Quiero llamar la atención sobre el último fracaso, el que cerró la puerta por fuera. Me refiero al fracaso estruendoso de los republicanos en su primera experiencia dirigiendo un proceso político. Se habla poco y nada de ello. Cuando se menciona el proceso constituyente se hace referencia al estallido social de 2019. O bien a la Convención Constitucional, normalmente para cargar sobre ella solo atributos negativos y descalificaciones. Sobre el último intento -ese que acaba de ocurrir- no se dice nada, simplemente no se habla.

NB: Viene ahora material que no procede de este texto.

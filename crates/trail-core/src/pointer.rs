use crate::config::scaled_blend;
use crate::strand::ScreenPoint;

/// One-shot deadline polled by the frame step. Re-arming replaces any pending
/// deadline; `clear` drops it without firing.
#[derive(Clone, Copy, Debug, Default)]
pub struct IdleTimer {
    deadline_ms: Option<f64>,
}

impl IdleTimer {
    pub fn arm(&mut self, now_ms: f64, timeout_ms: f64) {
        self.deadline_ms = Some(now_ms + timeout_ms);
    }

    pub fn clear(&mut self) {
        self.deadline_ms = None;
    }

    pub fn is_pending(&self) -> bool {
        self.deadline_ms.is_some()
    }

    /// Returns true exactly once, on the first poll at or after the deadline.
    pub fn poll(&mut self, now_ms: f64) -> bool {
        match self.deadline_ms {
            Some(deadline) if now_ms >= deadline => {
                self.deadline_ms = None;
                true
            }
            _ => false,
        }
    }
}

/// Tracks raw pointer motion, idleness and viewport presence.
#[derive(Clone, Debug)]
pub struct PointerTracker {
    current: ScreenPoint,
    previous: ScreenPoint,
    idle: bool,
    outside_viewport: bool,
    smoothed_velocity: f32,
    timer: IdleTimer,
    idle_timeout_ms: f64,
    velocity_blend: f32,
}

impl PointerTracker {
    pub fn new(start: ScreenPoint, idle_timeout_ms: f64, velocity_blend: f32) -> Self {
        Self {
            current: start,
            previous: start,
            idle: false,
            outside_viewport: false,
            smoothed_velocity: 0.0,
            timer: IdleTimer::default(),
            idle_timeout_ms,
            velocity_blend,
        }
    }

    pub fn current_position(&self) -> ScreenPoint {
        self.current
    }

    pub fn is_idle(&self) -> bool {
        self.idle
    }

    pub fn is_outside_viewport(&self) -> bool {
        self.outside_viewport
    }

    pub fn smoothed_velocity(&self) -> f32 {
        self.smoothed_velocity
    }

    pub fn idle_timer(&self) -> &IdleTimer {
        &self.timer
    }

    /// Arm the idle countdown without a move, used when a session starts.
    pub fn arm_idle_timer(&mut self, now_ms: f64) {
        self.timer.arm(now_ms, self.idle_timeout_ms);
    }

    /// Returns false when the event carried unusable coordinates.
    pub fn on_move(&mut self, p: ScreenPoint, now_ms: f64) -> bool {
        if !p.is_finite() {
            return false;
        }
        if self.idle {
            log::debug!("[pointer] active");
        }
        self.idle = false;
        self.timer.arm(now_ms, self.idle_timeout_ms);
        self.current = p;
        true
    }

    /// Clears the outside flag and moves the raw position to the entry point.
    /// The caller snaps the active strand.
    pub fn on_enter(&mut self, p: ScreenPoint) -> bool {
        if !p.is_finite() {
            return false;
        }
        self.outside_viewport = false;
        self.current = p;
        self.previous = p;
        true
    }

    pub fn on_leave(&mut self) {
        self.outside_viewport = true;
    }

    /// Fire the idle timer if due. Returns true on the frame idle begins.
    pub fn poll_idle(&mut self, now_ms: f64) -> bool {
        if self.timer.poll(now_ms) && !self.idle {
            self.idle = true;
            log::debug!("[pointer] idle after {:.0} ms", self.idle_timeout_ms);
            return true;
        }
        false
    }

    /// Blend this frame's raw displacement into the smoothed velocity.
    pub fn update_velocity(&mut self, h: f32) {
        let raw = self.current.distance(self.previous);
        let alpha = scaled_blend(self.velocity_blend, h);
        self.smoothed_velocity += (raw - self.smoothed_velocity) * alpha;
        self.previous = self.current;
    }

    /// Drop any pending idle deadline. Used on teardown.
    pub fn clear_timer(&mut self) {
        self.timer.clear();
    }
}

A pesar que la discusión pública nunca lo releva, el fracaso más rotundo fue el último, el republicano. Pensemos un poco: fueron un fenómeno electoral avasallador, como no sucedía desde el triunfo de la Democracia Cristiana en 1965, lo que les permitió dominar el Consejo sin mayor contrapeso, con una derecha tradicional que se subordinó sin chistar. No solo eso, tenían un liderazgo único, con una clara proyección presidencial para 2025. Muy distinta había sido la Convención donde había de todo un poco, menos unidad política. Además tenían el trabajo casi hecho: una “comisión experta” había elaborado una propuesta de consenso, abarcando todas las fuerzas políticas. No era mucho lo que había que modificar, si se quería ganar. El voto fue obligatorio a la entrada y a la salida, no había incertidumbre al respecto. El período era breve, seis meses. ¡No había ni tiempo para equivocarse! Muy diferente del proceso anterior: entre octubre de 2019 y septiembre 2022 transcurrieron tres años, una pandemia con 50 mil muertos y meses de encierro, un cambio de gobierno, Congreso, gobiernos regionales. Un último aspecto: la Convención fue una innovación histórica en el país y tuvo que inventarlo todo desde cero, casi sin apoyo del gobierno de Piñera y con el sistema de medios en contra. El Consejo, en cambio, ya contaba con la experiencia previa, sabía lo que debía hacer y no hacer; se atenía a un reglamento preexistente. Sus deliberaciones fueron tranquilas, no trascendieron, a diferencia de una Convención completamente transparente y, por tanto, muy expuesta. Y aún así, no fueron capaces de hacer la tarea. Los mismos que los eligieron seis meses antes, rechazaron su trabajo más tarde. No sé como se abordará el asunto en este aniversario de la incompetencia republicana, que marcó el fin provisorio de la demanda de cambio en el país, sin que nadie pudiese cantar victoria. Ojalá se incluya en la revisión este último capítulo, para dimensionar las responsabilidades de cada uno cuando le pasan la guitarra. Mas allá de ello, el año 2024 fue el verdadero año del despertar. Lo hicimos para darnos cuenta que el cambio es difícil y que no hemos estado a la altura. No hemos aprobado aun la prueba como país, tampoco la pasó la ultraderecha y sus promesas simplistas. Todos deberemos aprender para que el concierto futuro nos salga mejor afinado.